Singapore Technologies Engineering Future Earnings Per Share Growth

Singapore Technologies Engineering Future Earnings Per Share Growth

Risks

What could happen that would invalidate this narrative?
  • The success of ST Engineering's defense segment is partly due to geopolitical tensions and conflicts, which are unpredictable and could stabilize or shift, potentially impacting future revenue and net margins from defense contracts.
  • The group's significant reliance on the commercial aerospace segment, with 39% of revenue coming from this area, could be affected by ongoing supply chain issues, such as shortages of aircraft feedstock for PTF work, impacting revenue growth and net margins.
  • The transformation of the Satcom business, while showing early signs of recovery, is not yet complete, posing a risk to consistent revenue contributions and overall profitability if recovery efforts are insufficient or delayed.
  • The potential impact of U.S. tariffs on ST Engineering's commercial aerospace operations could increase costs or disrupt operations, affecting net profit margins negatively if not mitigated through strategic measures.
  • Future dividend payouts are dependent on consistent profit growth and efficient capital management. If growth targets are not met or if there are large, unforeseen expenditures, dividend payments could be affected, reducing returns for shareholders.

Valuation

How have all the factors above been brought together to estimate a fair value?
  • The analysts have a consensus price target of SGD6.917 for Singapore Technologies Engineering based on their expectations of its future earnings growth, profit margins and other risk factors. However, there is a degree of disagreement amongst analysts, with the most bullish reporting a price target of SGD8.0, and the most bearish reporting a price target of just SGD5.8.
  • In order for you to agree with the analyst's consensus, you'd need to believe that by 2028, revenues will be SGD14.3 billion, earnings will come to SGD1.1 billion, and it would be trading on a PE ratio of 24.5x, assuming you use a discount rate of 6.5%.
  • Given the current share price of SGD6.62, the analyst price target of SGD6.92 is 4.3% higher. The relatively low difference between the current share price and the analyst consensus price target indicates that they believe on average, the company is fairly priced.
  • We always encourage you to reach your own conclusions though. So sense check these analyst numbers against your own assumptions and expectations based on your understanding of the business and what you believe is probable.

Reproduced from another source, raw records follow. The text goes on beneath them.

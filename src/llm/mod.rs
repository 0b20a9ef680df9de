//! Generation backends for tabletalk.
//!
//! Provides the [`LlmClient`] trait and implementations for OpenAI-compatible
//! providers, Ollama, and a deterministic mock.

pub mod factory;
mod http;
pub mod mock;
pub mod ollama;
pub mod openai;
pub mod prompt;
pub mod types;

pub use factory::create_client;
pub use mock::MockLlmClient;
pub use ollama::{OllamaClient, OllamaConfig};
pub use openai::{OpenAiClient, OpenAiConfig};
pub use prompt::{build_messages, build_system_prompt};
pub use types::{Message, Role};

use async_trait::async_trait;
use std::str::FromStr;

use crate::error::Result;

/// Trait for clients that turn a prompt into free text.
///
/// Implementations must be thread-safe (Send + Sync) to support async operations.
#[async_trait]
pub trait LlmClient: Send + Sync {
    /// Generates a completion for the given messages.
    ///
    /// Returns the complete response as a single string.
    async fn complete(&self, messages: &[Message]) -> Result<String>;
}

/// LLM provider type.
#[derive(Debug, Clone, Copy, PartialEq, Eq, Default)]
pub enum LlmProvider {
    /// Groq's OpenAI-compatible endpoint
    #[default]
    Groq,
    /// OpenAI (GPT-4o, etc.)
    OpenAi,
    /// Local Ollama instance
    Ollama,
    /// Mock client for testing (no API key required)
    Mock,
}

impl LlmProvider {
    /// Returns the provider as a string.
    pub fn as_str(&self) -> &'static str {
        match self {
            Self::Groq => "groq",
            Self::OpenAi => "openai",
            Self::Ollama => "ollama",
            Self::Mock => "mock",
        }
    }
}

impl FromStr for LlmProvider {
    type Err = String;

    fn from_str(s: &str) -> std::result::Result<Self, Self::Err> {
        match s.to_lowercase().as_str() {
            "groq" => Ok(Self::Groq),
            "openai" => Ok(Self::OpenAi),
            "ollama" => Ok(Self::Ollama),
            "mock" => Ok(Self::Mock),
            _ => Err(format!("Unknown LLM provider: {}", s)),
        }
    }
}

impl std::fmt::Display for LlmProvider {
    fn fmt(&self, f: &mut std::fmt::Formatter<'_>) -> std::fmt::Result {
        write!(f, "{}", self.as_str())
    }
}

How well do narratives help inform your perspective?

Disclaimer

Warren A.I. is a tool utilizing a Large Language Model (LLM) that ingests data on consensus price targets, forecasted revenue and earnings figures, as well as the transcripts of earnings calls to produce qualitative analysis. The narratives produced by Warren A.I. are general in nature and are based solely on analyst data and publicly-available material published by the respective companies. These scenarios are not indicative of the company's future performance and are exploratory in nature. Simply Wall St has no position in the company(s) mentioned. Simply Wall St may provide the securities issuer or related entities with website advertising services for a fee, on an arm's length basis. These relationships have no impact on the way we conduct our business, the content we host, or how our content is served to users. The price targets and estimates used are consensus data, and do not constitute a recommendation to buy or sell any stock, and they do not take account of your objectives, or your financial situation. Note that Warren A.I.'s analysis may not factor in the latest price-sensitive company announcements or qualitative material.